A YOUNG social worker was left with a large red scar after a surgeon removed the wrong lumps in her neck, an inquiry heard.

The 27-year-old woman said she feared the worst because her father had an operation to remove a cancer in the same area.

But Julian Mason, 38, removed two glands and a lymph node lower down, the General Medical Council was told.

Patient Miss VL, who works for Blackburn with Darwen Council in the youth offending team, told the committee: "I am not happy because I see people looking at it and they question me about it. It is very upsetting that I had an operation and the original lump was not removed. I had an operation that was not necessary."

Mason has admitted his treatment of VL on November 12, 1999, was inappropriate and unsatisfactory but denies he was irresponsible.

The woman was one of 13 who suffered poor treatment at the hands of Dr Mason, while he was laser protection supervisor in the ENT Department of the Royal Bolton Hospital, the hearing was told.

She first discovered the lump at the age of 23 and decided to see her GP because of a family history of the same problem. Her father was diagnosed with cancer and left with the left side of his face paralysed from an operation. Her mother also had a benign lump removed. She said: "With my family history, I was concerned. Mr Mason felt the lump with his fingers and looked down my throat. There was a chest X-ray and he said if I was a young man he would definitely carry out the surgery but because I was a young woman we should hold and see what happened.

"We then discussed that I would have the lump removed. I did consider going private but my GP said Mr Mason might end up carrying out the operation either way."

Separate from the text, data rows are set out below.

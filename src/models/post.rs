use garde::Validate;
use serde::{Deserialize, Serialize};
use strum::{AsRefStr, Display, EnumString};
use uuid::Uuid;

use crate::models::carousel::CarouselImage;
use crate::models::job::{JobProgress, JobStatus};

/// Target social platform.
#[derive(
    Debug, Clone, Copy, Serialize, Deserialize, PartialEq, Eq, Display, EnumString, AsRefStr,
)]
#[serde(rename_all = "lowercase")]
#[strum(serialize_all = "lowercase")]
pub enum Platform {
    Instagram,
    Facebook,
    Linkedin,
    Twitter,
    Threads,
    Tiktok,
}

/// Kind of CMS content a post draws from.
#[derive(Debug, Clone, Copy, Serialize, Deserialize, PartialEq, Eq, Display, AsRefStr)]
#[serde(rename_all = "snake_case")]
#[strum(serialize_all = "snake_case")]
pub enum SourceKind {
    Blog,
    Ad,
    Sop,
    Event,
    Other,
}

/// The creative brief a post is generated from.
#[derive(Debug, Clone, Serialize, Deserialize, Validate, PartialEq)]
pub struct Concept {
    #[garde(length(min = 1, max = 200))]
    pub title: String,

    #[garde(length(min = 1, max = 500))]
    pub angle: Option<String>,

    #[garde(length(min = 1, max = 200))]
    pub target_audience: Option<String>,

    #[serde(default)]
    #[garde(length(max = 10), inner(length(min = 1, max = 300)))]
    pub key_messages: Vec<String>,

    #[garde(length(min = 1, max = 100))]
    pub tone: Option<String>,

    #[garde(length(min = 1, max = 300))]
    pub call_to_action: Option<String>,
}

/// A piece of source content, already resolved to text by the caller.
#[derive(Debug, Clone, Serialize, Deserialize, Validate, PartialEq)]
pub struct SourceRef {
    #[garde(skip)]
    pub kind: SourceKind,

    #[garde(length(min = 1, max = 100))]
    pub id: Option<String>,

    #[garde(length(min = 1, max = 300))]
    pub title: String,

    #[garde(length(min = 1, max = 20000))]
    pub content: String,
}

/// Request to generate a new post.
#[derive(Debug, Deserialize, Validate)]
#[serde(deny_unknown_fields)]
pub struct SubmitPostRequest {
    #[garde(dive)]
    pub concept: Concept,

    #[garde(skip)]
    pub platform: Platform,

    #[garde(length(min = 1, max = 100))]
    pub style: String,

    #[garde(length(min = 1, max = 100))]
    pub voice: String,

    #[garde(length(min = 1, max = 20), dive)]
    pub source_refs: Vec<SourceRef>,

    /// Existing blob used as the seed image for every slot.
    #[serde(default)]
    #[garde(length(min = 1, max = 512))]
    pub reference_image_key: Option<String>,
}

/// Response after submitting a post for generation.
#[derive(Debug, Serialize, Deserialize)]
pub struct SubmitPostResponse {
    pub job_id: Uuid,
    pub status: JobStatus,
    pub message: String,
}

/// One image as shown to pollers.
#[derive(Debug, Serialize, Deserialize)]
pub struct ImageView {
    pub carousel_index: i32,
    pub slot_index: i32,
    pub url: String,
    pub alt_text: String,
}

impl From<CarouselImage> for ImageView {
    fn from(image: CarouselImage) -> Self {
        Self {
            carousel_index: image.carousel_index,
            slot_index: image.slot_index,
            url: image.url,
            alt_text: image.alt_text,
        }
    }
}

/// Response for querying job status.
#[derive(Debug, Serialize, Deserialize)]
pub struct JobStatusResponse {
    pub job_id: Uuid,
    pub status: JobStatus,
    pub progress: JobProgress,
    pub caption: Option<String>,
    pub hashtags: Option<Vec<String>>,
    pub images: Vec<ImageView>,
}

/// Request to (re)generate a single carousel slot.
#[derive(Debug, Deserialize, Validate)]
#[serde(deny_unknown_fields)]
pub struct RegenerateSlotRequest {
    #[serde(default = "default_carousel_index")]
    #[garde(range(min = 1, max = 1))]
    pub carousel_index: i32,

    #[garde(range(min = 1, max = 9))]
    pub slot_index: i32,

    #[garde(length(min = 1, max = 2000))]
    pub prompt: String,

    #[garde(length(min = 1, max = 500))]
    pub alt_text: String,
}

fn default_carousel_index() -> i32 {
    crate::models::carousel::DEFAULT_CAROUSEL_INDEX
}

/// What a single-slot regeneration did.
#[derive(Debug, Clone, Copy, Serialize, Deserialize, PartialEq, Eq)]
#[serde(rename_all = "snake_case")]
pub enum RegenerateOutcome {
    Persisted,
    AlreadyPresent,
}

#[derive(Debug, Serialize, Deserialize)]
pub struct RegenerateSlotResponse {
    pub job_id: Uuid,
    pub carousel_index: i32,
    pub slot_index: i32,
    pub outcome: RegenerateOutcome,
    pub url: Option<String>,
}

#[derive(Debug, Serialize, Deserialize)]
pub struct CancelResponse {
    pub job_id: Uuid,
    pub status: JobStatus,
}

#[cfg(test)]
mod tests {
    use super::*;

    fn valid_request() -> serde_json::Value {
        serde_json::json!({
            "concept": {
                "title": "Spring volunteer drive",
                "angle": "Neighbours helping neighbours",
                "key_messages": ["Sign up takes two minutes"]
            },
            "platform": "instagram",
            "style": "bright editorial photography",
            "voice": "warm",
            "source_refs": [
                { "kind": "event", "title": "Volunteer fair", "content": "Join us on April 12." }
            ]
        })
    }

    #[test]
    fn test_valid_submission_passes() {
        let req: SubmitPostRequest = serde_json::from_value(valid_request()).unwrap();
        assert!(req.validate().is_ok());
        assert_eq!(req.platform, Platform::Instagram);
    }

    #[test]
    fn test_empty_title_is_rejected() {
        let mut value = valid_request();
        value["concept"]["title"] = serde_json::json!("");
        let req: SubmitPostRequest = serde_json::from_value(value).unwrap();
        assert!(req.validate().is_err());
    }

    #[test]
    fn test_missing_sources_are_rejected() {
        let mut value = valid_request();
        value["source_refs"] = serde_json::json!([]);
        let req: SubmitPostRequest = serde_json::from_value(value).unwrap();
        assert!(req.validate().is_err());
    }

    #[test]
    fn test_missing_voice_fails_to_deserialize() {
        let mut value = valid_request();
        value.as_object_mut().unwrap().remove("voice");
        assert!(serde_json::from_value::<SubmitPostRequest>(value).is_err());
    }

    #[test]
    fn test_regenerate_slot_range() {
        let req: RegenerateSlotRequest = serde_json::from_value(serde_json::json!({
            "slot_index": 10, "prompt": "p", "alt_text": "a"
        }))
        .unwrap();
        assert_eq!(req.carousel_index, 1);
        assert!(req.validate().is_err());

        let req: RegenerateSlotRequest = serde_json::from_value(serde_json::json!({
            "carousel_index": 1, "slot_index": 9, "prompt": "p", "alt_text": "a"
        }))
        .unwrap();
        assert!(req.validate().is_ok());
    }
}
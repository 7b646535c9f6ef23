use std::future::Future;
use std::time::Instant;

use axum::extract::State;
use axum::http::StatusCode;
use axum::Json;
use serde::Serialize;

use crate::app_state::AppState;

#[derive(Serialize)]
pub struct HealthResponse {
    pub status: &'static str,
    pub version: &'static str,
    pub database: Probe,
    pub redis: Probe,
    pub queue_depth: Option<u64>,
}

/// Result of one dependency probe.
#[derive(Serialize)]
pub struct Probe {
    pub ok: bool,
    pub latency_ms: Option<u64>,
    #[serde(skip_serializing_if = "Option::is_none")]
    pub error: Option<String>,
}

async fn probe<E: std::fmt::Display>(check: impl Future<Output = Result<(), E>>) -> Probe {
    let started = Instant::now();
    match check.await {
        Ok(()) => Probe {
            ok: true,
            latency_ms: Some(started.elapsed().as_millis() as u64),
            error: None,
        },
        Err(e) => Probe {
            ok: false,
            latency_ms: None,
            error: Some(e.to_string()),
        },
    }
}

/// GET /health: dependency status. Also refreshes the queue depth gauge.
pub async fn health_check(State(state): State<AppState>) -> (StatusCode, Json<HealthResponse>) {
    let database = probe(async {
        sqlx::query("SELECT 1").execute(&state.db).await.map(|_| ())
    })
    .await;
    let redis = probe(state.queue.health_check()).await;

    let queue_depth = match state.queue.queue_depth().await {
        Ok(depth) => {
            metrics::gauge!("post_queue_depth").set(depth as f64);
            Some(depth)
        }
        Err(e) => {
            tracing::warn!(error = %e, "Could not read queue depth");
            None
        }
    };

    let healthy = database.ok && redis.ok;
    let code = if healthy {
        StatusCode::OK
    } else {
        StatusCode::SERVICE_UNAVAILABLE
    };

    (
        code,
        Json(HealthResponse {
            status: if healthy { "ok" } else { "degraded" },
            version: env!("CARGO_PKG_VERSION"),
            database,
            redis,
            queue_depth,
        }),
    )
}
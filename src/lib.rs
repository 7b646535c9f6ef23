//! Social post generation service.
//!
//! Turns a content concept plus source material into a platform-ready post:
//! a caption, hashtags and a nine-image carousel generated with Cloudflare
//! Workers AI and stored in R2. The HTTP API queues jobs; workers run them
//! through the [`pipeline`].

pub mod app_state;
pub mod config;
pub mod db;
pub mod models;
pub mod pipeline;
pub mod routes;
pub mod services;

She said the surgeon did not mark the lump on her neck and remembered waking up 'extremely sore' after the operation on November 11, 1999.

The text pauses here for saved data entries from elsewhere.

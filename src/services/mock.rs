//! Deterministic test doubles for the external collaborators.
//!
//! None of these make network calls. They let the full pipeline run in-process
//! with scripted successes, failures and delays.

use std::collections::HashMap;
use std::io::Cursor;
use std::sync::{Mutex, MutexGuard};
use std::time::Duration;

use async_trait::async_trait;
use base64::Engine;
use uuid::Uuid;

use crate::services::ai::{AiError, ImageGenerator, ImagePayload, ImageRequest, TextGenerator};
use crate::services::queue::{JobDispatcher, QueueError};
use crate::services::storage::{public_url, BlobStore, StorageError};

fn lock<T>(mutex: &Mutex<T>) -> MutexGuard<'_, T> {
    mutex.lock().unwrap_or_else(|poisoned| poisoned.into_inner())
}

/// A 2x2 PNG, encoded at runtime.
pub fn tiny_png() -> Vec<u8> {
    let img = image::DynamicImage::ImageRgb8(image::RgbImage::new(2, 2));
    let mut buf = Cursor::new(Vec::new());
    img.write_to(&mut buf, image::ImageFormat::Png)
        .unwrap_or_else(|e| panic!("encoding a 2x2 PNG cannot fail: {e}"));
    buf.into_inner()
}

/// A valid nine-slot prompt plan as the text model would return it.
pub fn nine_prompts_json() -> String {
    let slots: Vec<_> = (1..=9)
        .map(|i| {
            serde_json::json!({
                "slot": i,
                "prompt": format!("Carousel scene number {i}"),
                "alt_text": format!("Scene {i}")
            })
        })
        .collect();
    serde_json::Value::Array(slots).to_string()
}

/// Scripted text model.
///
/// Responds with the first configured response whose key appears in the
/// prompt, else the default response, else an error.
pub struct MockTextGenerator {
    responses: Vec<(String, String)>,
    default_response: Option<String>,
    should_fail: bool,
    delay: Option<Duration>,
    calls: Mutex<Vec<String>>,
}

impl MockTextGenerator {
    pub fn new() -> Self {
        Self {
            responses: Vec::new(),
            default_response: None,
            should_fail: false,
            delay: None,
            calls: Mutex::new(Vec::new()),
        }
    }

    pub fn with_default(response: &str) -> Self {
        let mut mock = Self::new();
        mock.default_response = Some(response.to_string());
        mock
    }

    pub fn with_responses(responses: Vec<(&str, &str)>) -> Self {
        let mut mock = Self::new();
        for (prompt_part, response) in responses {
            mock.add_response(prompt_part, response);
        }
        mock
    }

    /// Answers the caption prompt with `caption_json` and the image prompt with nine valid prompts.
    pub fn for_post(caption_json: &str) -> Self {
        Self::with_responses(vec![
            ("\"caption\"", caption_json),
            ("carousel of exactly", &nine_prompts_json()),
        ])
    }

    pub fn with_failure() -> Self {
        let mut mock = Self::new();
        mock.should_fail = true;
        mock
    }

    pub fn add_response(&mut self, prompt_contains: &str, response: &str) {
        self.responses
            .push((prompt_contains.to_string(), response.to_string()));
    }

    /// Sleep before answering every call.
    pub fn set_delay(&mut self, delay: Duration) {
        self.delay = Some(delay);
    }

    pub fn call_count(&self) -> usize {
        lock(&self.calls).len()
    }
}

impl Default for MockTextGenerator {
    fn default() -> Self {
        Self::new()
    }
}

#[async_trait]
impl TextGenerator for MockTextGenerator {
    async fn complete(&self, _system: &str, prompt: &str) -> Result<String, AiError> {
        lock(&self.calls).push(prompt.to_string());
        if let Some(delay) = self.delay {
            tokio::time::sleep(delay).await;
        }
        if self.should_fail {
            return Err(AiError::Rejected("mock text model configured to fail".to_string()));
        }

        self.responses
            .iter()
            .find(|(key, _)| prompt.contains(key.as_str()))
            .map(|(_, response)| response.clone())
            .or_else(|| self.default_response.clone())
            .ok_or_else(|| AiError::Rejected("no mock response configured".to_string()))
    }
}

#[derive(Debug, Clone, Copy)]
enum SlotScript {
    /// Fail this many calls, then succeed.
    FailTimes(u32),
    FailAlways,
    Hang(Duration),
    Garbage,
}

/// Scripted image model; succeeds with a tiny PNG unless a slot is scripted otherwise.
pub struct MockImageGenerator {
    scripts: Mutex<HashMap<i32, SlotScript>>,
    calls: Mutex<HashMap<i32, u32>>,
    requests: Mutex<Vec<ImageRequest>>,
}

impl MockImageGenerator {
    pub fn new() -> Self {
        Self {
            scripts: Mutex::new(HashMap::new()),
            calls: Mutex::new(HashMap::new()),
            requests: Mutex::new(Vec::new()),
        }
    }

    pub fn fail_slot_times(self, slot_index: i32, times: u32) -> Self {
        lock(&self.scripts).insert(slot_index, SlotScript::FailTimes(times));
        self
    }

    pub fn fail_slot_always(self, slot_index: i32) -> Self {
        lock(&self.scripts).insert(slot_index, SlotScript::FailAlways);
        self
    }

    pub fn hang_slot(self, slot_index: i32, duration: Duration) -> Self {
        lock(&self.scripts).insert(slot_index, SlotScript::Hang(duration));
        self
    }

    pub fn garbage_slot(self, slot_index: i32) -> Self {
        lock(&self.scripts).insert(slot_index, SlotScript::Garbage);
        self
    }

    /// Number of generation calls made for a slot.
    pub fn calls_for(&self, slot_index: i32) -> u32 {
        lock(&self.calls).get(&slot_index).copied().unwrap_or(0)
    }

    pub fn total_calls(&self) -> u32 {
        lock(&self.calls).values().sum()
    }

    pub fn requests(&self) -> Vec<ImageRequest> {
        lock(&self.requests).clone()
    }
}

impl Default for MockImageGenerator {
    fn default() -> Self {
        Self::new()
    }
}

#[async_trait]
impl ImageGenerator for MockImageGenerator {
    async fn generate(&self, request: &ImageRequest) -> Result<ImagePayload, AiError> {
        let attempt = {
            let mut calls = lock(&self.calls);
            let count = calls.entry(request.slot_index).or_insert(0);
            *count += 1;
            *count
        };
        lock(&self.requests).push(request.clone());
        let script = lock(&self.scripts).get(&request.slot_index).copied();

        match script {
            Some(SlotScript::FailTimes(times)) if attempt <= times => Err(AiError::Rejected(
                format!("mock failure for slot {} (attempt {attempt})", request.slot_index),
            )),
            Some(SlotScript::FailAlways) => Err(AiError::Rejected(format!(
                "mock permanent failure for slot {}",
                request.slot_index
            ))),
            Some(SlotScript::Hang(duration)) => {
                tokio::time::sleep(duration).await;
                Ok(ImagePayload::Binary(tiny_png()))
            }
            Some(SlotScript::Garbage) => Ok(ImagePayload::Binary(b"<html>oops</html>".to_vec())),
            _ => Ok(ImagePayload::Base64(
                base64::engine::general_purpose::STANDARD.encode(tiny_png()),
            )),
        }
    }
}

/// Blob store that keeps objects in memory.
pub struct MemoryBlobStore {
    base_url: String,
    objects: Mutex<HashMap<String, (Vec<u8>, String)>>,
    fail_uploads: bool,
}

impl MemoryBlobStore {
    pub fn new() -> Self {
        Self {
            base_url: "https://cdn.test".to_string(),
            objects: Mutex::new(HashMap::new()),
            fail_uploads: false,
        }
    }

    pub fn failing() -> Self {
        Self {
            fail_uploads: true,
            ..Self::new()
        }
    }

    /// Seed an object, e.g. a reference image.
    pub fn put(&self, key: &str, data: Vec<u8>, content_type: &str) {
        lock(&self.objects).insert(key.to_string(), (data, content_type.to_string()));
    }

    pub fn contains(&self, key: &str) -> bool {
        lock(&self.objects).contains_key(key)
    }

    pub fn len(&self) -> usize {
        lock(&self.objects).len()
    }

    pub fn is_empty(&self) -> bool {
        self.len() == 0
    }
}

impl Default for MemoryBlobStore {
    fn default() -> Self {
        Self::new()
    }
}

#[async_trait]
impl BlobStore for MemoryBlobStore {
    async fn upload(
        &self,
        key: &str,
        data: &[u8],
        content_type: &str,
    ) -> Result<String, StorageError> {
        if self.fail_uploads {
            return Err(StorageError::Status(503));
        }
        self.put(key, data.to_vec(), content_type);
        Ok(public_url(&self.base_url, key))
    }

    async fn download(&self, key: &str) -> Result<Vec<u8>, StorageError> {
        lock(&self.objects)
            .get(key)
            .map(|(data, _)| data.clone())
            .ok_or(StorageError::Status(404))
    }
}

/// Dispatcher that records what it was asked to do.
///
/// Dispatched ids stay pending until a simulated worker takes them with
/// [`RecordingDispatcher::take_next`].
pub struct RecordingDispatcher {
    dispatched: Mutex<Vec<Uuid>>,
    released: Mutex<Vec<Uuid>>,
    pending: Mutex<Vec<Uuid>>,
    unavailable: bool,
}

impl RecordingDispatcher {
    pub fn new() -> Self {
        Self {
            dispatched: Mutex::new(Vec::new()),
            released: Mutex::new(Vec::new()),
            pending: Mutex::new(Vec::new()),
            unavailable: false,
        }
    }

    /// Every dispatch fails as if Redis were down.
    pub fn unavailable() -> Self {
        Self {
            unavailable: true,
            ..Self::new()
        }
    }

    pub fn dispatched(&self) -> Vec<Uuid> {
        lock(&self.dispatched).clone()
    }

    pub fn released(&self) -> Vec<Uuid> {
        lock(&self.released).clone()
    }

    /// Pop the oldest pending id, as a worker dequeue would.
    pub fn take_next(&self) -> Option<Uuid> {
        let mut pending = lock(&self.pending);
        if pending.is_empty() {
            None
        } else {
            Some(pending.remove(0))
        }
    }
}

impl Default for RecordingDispatcher {
    fn default() -> Self {
        Self::new()
    }
}

#[async_trait]
impl JobDispatcher for RecordingDispatcher {
    async fn dispatch(&self, job_id: Uuid) -> Result<(), QueueError> {
        if self.unavailable {
            return Err(QueueError::Redis(redis::RedisError::from((
                redis::ErrorKind::IoError,
                "mock queue unavailable",
            ))));
        }
        lock(&self.dispatched).push(job_id);
        lock(&self.pending).push(job_id);
        Ok(())
    }

    async fn release(&self, job_id: Uuid) -> Result<(), QueueError> {
        lock(&self.released).push(job_id);
        Ok(())
    }

    async fn is_pending(&self, job_id: Uuid) -> Result<bool, QueueError> {
        Ok(lock(&self.pending).contains(&job_id))
    }
}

"I did not really want to see it straight away because of other people's reactions. I went to the bathroom and saw it in the mirror. It appeared to me to be double the size Mr Mason told me it would be. Four centimetres long, not two." She added: "It was very swollen along the crease of my neck. If I got upset it became red and if I had a drink of alcohol the scar stands out in colour.

"I was told three lumps had been removed instead of one. A month later I was having a meal and I just stroked my neck and the lump was still there."

Miss VL saw another doctor in January 2000 and was told the lump was still there, the committee heard.

"He said I would need a second operation. I had only just returned to work. " Mason is accused of failing to define the nature and position of the lump using fine needle aspiration tests or a CT scan.

The surgeon is now working in psychiatry at the Fairmile Hospital in Oxfordshire and has no intention of resuming work as a surgeon.

Dr Mason, of Essex Street, Newbury, Berks, denies serious professional misconduct. The hearing continues.